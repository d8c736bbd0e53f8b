use std::time::Instant;

use crate::config::MotionConfig;
use crate::error::{DriverError, RenderError};
use crate::input::{InputSnapshot, InputState};
use crate::particles::{Orientation, ParticleField};
use crate::viewport::Viewport;

pub trait FrameClock {
    fn restart(&mut self);
    fn elapsed_seconds(&self) -> f32;
}

#[derive(Debug, Clone, Copy)]
pub struct MonotonicClock {
    start: Instant,
}

impl Default for MonotonicClock {
    fn default() -> Self {
        Self {
            start: Instant::now(),
        }
    }
}

impl FrameClock for MonotonicClock {
    fn restart(&mut self) {
        self.start = Instant::now();
    }

    fn elapsed_seconds(&self) -> f32 {
        self.start.elapsed().as_secs_f32()
    }
}

#[derive(Debug, Clone, Copy, Default)]
pub struct ManualClock {
    now: f32,
}

impl ManualClock {
    pub fn set(&mut self, seconds: f32) {
        self.now = seconds.max(0.0);
    }

    pub fn advance(&mut self, dt_seconds: f32) {
        self.now += dt_seconds.max(0.0);
    }
}

impl FrameClock for ManualClock {
    fn restart(&mut self) {
        self.now = 0.0;
    }

    fn elapsed_seconds(&self) -> f32 {
        self.now
    }
}

pub trait FrameScheduler {
    /// Ask the host for one more tick at the next display refresh.
    fn request_frame(&mut self);
}

#[derive(Debug, Clone, Copy, Default)]
pub struct CountingScheduler {
    requested: u64,
    pending: bool,
}

impl CountingScheduler {
    pub fn requested(&self) -> u64 {
        self.requested
    }

    /// Consumes the outstanding request, if any.
    pub fn take_pending(&mut self) -> bool {
        std::mem::take(&mut self.pending)
    }
}

impl FrameScheduler for CountingScheduler {
    fn request_frame(&mut self) {
        self.requested += 1;
        self.pending = true;
    }
}

pub struct FrameInput<'a> {
    pub field: &'a ParticleField,
    pub viewport: &'a Viewport,
}

pub trait FrameRenderer {
    fn render(&mut self, frame: &FrameInput<'_>) -> Result<(), RenderError>;

    /// Drop the render target. Rendering afterwards is an error.
    fn release(&mut self);
}

#[derive(Debug, Clone, Copy, Default)]
pub struct CountingRenderer {
    renders: u64,
    releases: u32,
    last_orientation: Option<Orientation>,
}

impl CountingRenderer {
    pub fn renders(&self) -> u64 {
        self.renders
    }

    pub fn releases(&self) -> u32 {
        self.releases
    }

    pub fn last_orientation(&self) -> Option<Orientation> {
        self.last_orientation
    }
}

impl FrameRenderer for CountingRenderer {
    fn render(&mut self, frame: &FrameInput<'_>) -> Result<(), RenderError> {
        self.renders += 1;
        self.last_orientation = Some(frame.field.orientation());
        Ok(())
    }

    fn release(&mut self) {
        self.releases += 1;
    }
}

#[derive(Debug, Clone, Copy, PartialEq, Eq)]
pub enum DriverState {
    Stopped,
    Running,
}

#[derive(Debug, Clone, Copy, PartialEq)]
pub enum TickOutcome {
    Rendered(Orientation),
    Idle,
}

pub fn orientation_at(t: f32, input: InputSnapshot, motion: &MotionConfig) -> Orientation {
    let [px, py] = input.pointer_offset;
    Orientation {
        yaw: t * motion.time_rate + px * motion.pointer_yaw_gain + input.scroll_rotation,
        pitch: -py * motion.pointer_pitch_gain,
    }
}

pub struct AnimationDriver<R, C, S> {
    field: ParticleField,
    renderer: R,
    clock: C,
    scheduler: S,
    motion: MotionConfig,
    state: DriverState,
    frames_rendered: u64,
}

impl<R, C, S> AnimationDriver<R, C, S>
where
    R: FrameRenderer,
    C: FrameClock,
    S: FrameScheduler,
{
    pub fn new(field: ParticleField, renderer: R, clock: C, scheduler: S, motion: MotionConfig) -> Self {
        Self {
            field,
            renderer,
            clock,
            scheduler,
            motion,
            state: DriverState::Stopped,
            frames_rendered: 0,
        }
    }

    pub fn start(&mut self) {
        if self.state == DriverState::Running {
            return;
        }
        self.state = DriverState::Running;
        self.clock.restart();
        log::info!("animation started ({} particles)", self.field.len());
        self.scheduler.request_frame();
    }

    pub fn stop(&mut self) {
        if self.state == DriverState::Stopped {
            return;
        }
        self.state = DriverState::Stopped;
        self.renderer.release();
        log::info!("animation stopped after {} frames", self.frames_rendered);
    }

    pub fn tick(
        &mut self,
        input: &InputState,
        viewport: &Viewport,
    ) -> Result<TickOutcome, DriverError> {
        if self.state != DriverState::Running {
            return Ok(TickOutcome::Idle);
        }

        let elapsed_seconds = self.clock.elapsed_seconds();
        let snapshot = input.snapshot();
        let orientation = orientation_at(elapsed_seconds, snapshot, &self.motion);
        self.field.set_orientation(orientation);

        let frame = FrameInput {
            field: &self.field,
            viewport,
        };
        if let Err(err) = self.renderer.render(&frame) {
            log::error!("render failed, stopping animation: {err}");
            self.stop();
            return Err(err.into());
        }

        self.frames_rendered += 1;
        self.scheduler.request_frame();
        Ok(TickOutcome::Rendered(orientation))
    }

    pub fn state(&self) -> DriverState {
        self.state
    }

    pub fn is_running(&self) -> bool {
        self.state == DriverState::Running
    }

    pub fn frames_rendered(&self) -> u64 {
        self.frames_rendered
    }

    pub fn field(&self) -> &ParticleField {
        &self.field
    }

    pub fn renderer(&self) -> &R {
        &self.renderer
    }

    pub fn clock_mut(&mut self) -> &mut C {
        &mut self.clock
    }

    pub fn scheduler(&self) -> &S {
        &self.scheduler
    }

    pub fn scheduler_mut(&mut self) -> &mut S {
        &mut self.scheduler
    }
}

Your task:
Write out the entire listing exactly.

Exercise answer:
repository d8c736bbd0e53f8b
use std::time::Instant;

use crate::config::MotionConfig;
use crate::error::{DriverError, RenderError};
use crate::input::{InputSnapshot, InputState};
use crate::particles::{Orientation, ParticleField};
use crate::viewport::Viewport;

pub trait FrameClock {
    fn restart(&mut self);
    fn elapsed_seconds(&self) -> f32;
}

#[derive(Debug, Clone, Copy)]
pub struct MonotonicClock {
    start: Instant,
}

impl Default for MonotonicClock {
    fn default() -> Self {
        Self {
            start: Instant::now(),
        }
    }
}

impl FrameClock for MonotonicClock {
    fn restart(&mut self) {
        self.start = Instant::now();
    }

    fn elapsed_seconds(&self) -> f32 {
        self.start.elapsed().as_secs_f32()
    }
}

#[derive(Debug, Clone, Copy, Default)]
pub struct ManualClock {
    now: f32,
}

impl ManualClock {
    pub fn set(&mut self, seconds: f32) {
        self.now = seconds.max(0.0);
    }

    pub fn advance(&mut self, dt_seconds: f32) {
        self.now += dt_seconds.max(0.0);
    }
}

impl FrameClock for ManualClock {
    fn restart(&mut self) {
        self.now = 0.0;
    }

    fn elapsed_seconds(&self) -> f32 {
        self.now
    }
}

pub trait FrameScheduler {
    /// Ask the host for one more tick at the next display refresh.
    fn request_frame(&mut self);
}

#[derive(Debug, Clone, Copy, Default)]
pub struct CountingScheduler {
    requested: u64,
    pending: bool,
}

impl CountingScheduler {
    pub fn requested(&self) -> u64 {
        self.requested
    }

    /// Consumes the outstanding request, if any.
    pub fn take_pending(&mut self) -> bool {
        std::mem::take(&mut self.pending)
    }
}

impl FrameScheduler for CountingScheduler {
    fn request_frame(&mut self) {
        self.requested += 1;
        self.pending = true;
    }
}

pub struct FrameInput<'a> {
    pub field: &'a ParticleField,
    pub viewport: &'a Viewport,
}

pub trait FrameRenderer {
    fn render(&mut self, frame: &FrameInput<'_>) -> Result<(), RenderError>;

    /// Drop the render target. Rendering afterwards is an error.
    fn release(&mut self);
}

#[derive(Debug, Clone, Copy, Default)]
pub struct CountingRenderer {
    renders: u64,
    releases: u32,
    last_orientation: Option<Orientation>,
}

impl CountingRenderer {
    pub fn renders(&self) -> u64 {
        self.renders
    }

    pub fn releases(&self) -> u32 {
        self.releases
    }

    pub fn last_orientation(&self) -> Option<Orientation> {
        self.last_orientation
    }
}

impl FrameRenderer for CountingRenderer {
    fn render(&mut self, frame: &FrameInput<'_>) -> Result<(), RenderError> {
        self.renders += 1;
        self.last_orientation = Some(frame.field.orientation());
        Ok(())
    }

    fn release(&mut self) {
        self.releases += 1;
    }
}

#[derive(Debug, Clone, Copy, PartialEq, Eq)]
pub enum DriverState {
    Stopped,
    Running,
}

#[derive(Debug, Clone, Copy, PartialEq)]
pub enum TickOutcome {
    Rendered(Orientation),
    Idle,
}

pub fn orientation_at(t: f32, input: InputSnapshot, motion: &MotionConfig) -> Orientation {
    let [px, py] = input.pointer_offset;
    Orientation {
        yaw: t * motion.time_rate + px * motion.pointer_yaw_gain + input.scroll_rotation,
        pitch: -py * motion.pointer_pitch_gain,
    }
}

pub struct AnimationDriver<R, C, S> {
    field: ParticleField,
    renderer: R,
    clock: C,
    scheduler: S,
    motion: MotionConfig,
    state: DriverState,
    frames_rendered: u64,
}

impl<R, C, S> AnimationDriver<R, C, S>
where
    R: FrameRenderer,
    C: FrameClock,
    S: FrameScheduler,
{
    pub fn new(field: ParticleField, renderer: R, clock: C, scheduler: S, motion: MotionConfig) -> Self {
        Self {
            field,
            renderer,
            clock,
            scheduler,
            motion,
            state: DriverState::Stopped,
            frames_rendered: 0,
        }
    }

    pub fn start(&mut self) {
        if self.state == DriverState::Running {
            return;
        }
        self.state = DriverState::Running;
        self.clock.restart();
        log::info!("animation started ({} particles)", self.field.len());
        self.scheduler.request_frame();
    }

    pub fn stop(&mut self) {
        if self.state == DriverState::Stopped {
            return;
        }
        self.state = DriverState::Stopped;
        self.renderer.release();
        log::info!("animation stopped after {} frames", self.frames_rendered);
    }

    pub fn tick(
        &mut self,
        input: &InputState,
        viewport: &Viewport,
    ) -> Result<TickOutcome, DriverError> {
        if self.state != DriverState::Running {
            return Ok(TickOutcome::Idle);
        }

        let elapsed_seconds = self.clock.elapsed_seconds();
        let snapshot = input.snapshot();
        let orientation = orientation_at(elapsed_seconds, snapshot, &self.motion);
        self.field.set_orientation(orientation);

        let frame = FrameInput {
            field: &self.field,
            viewport,
        };
        if let Err(err) = self.renderer.render(&frame) {
            log::error!("render failed, stopping animation: {err}");
            self.stop();
            return Err(err.into());
        }

        self.frames_rendered += 1;
        self.scheduler.request_frame();
        Ok(TickOutcome::Rendered(orientation))
    }

    pub fn state(&self) -> DriverState {
        self.state
    }

    pub fn is_running(&self) -> bool {
        self.state == DriverState::Running
    }

    pub fn frames_rendered(&self) -> u64 {
        self.frames_rendered
    }

    pub fn field(&self) -> &ParticleField {
        &self.field
    }

    pub fn renderer(&self) -> &R {
        &self.renderer
    }

    pub fn clock_mut(&mut self) -> &mut C {
        &mut self.clock
    }

    pub fn scheduler(&self) -> &S {
        &self.scheduler
    }

    pub fn scheduler_mut(&mut self) -> &mut S {
        &mut self.scheduler
    }
}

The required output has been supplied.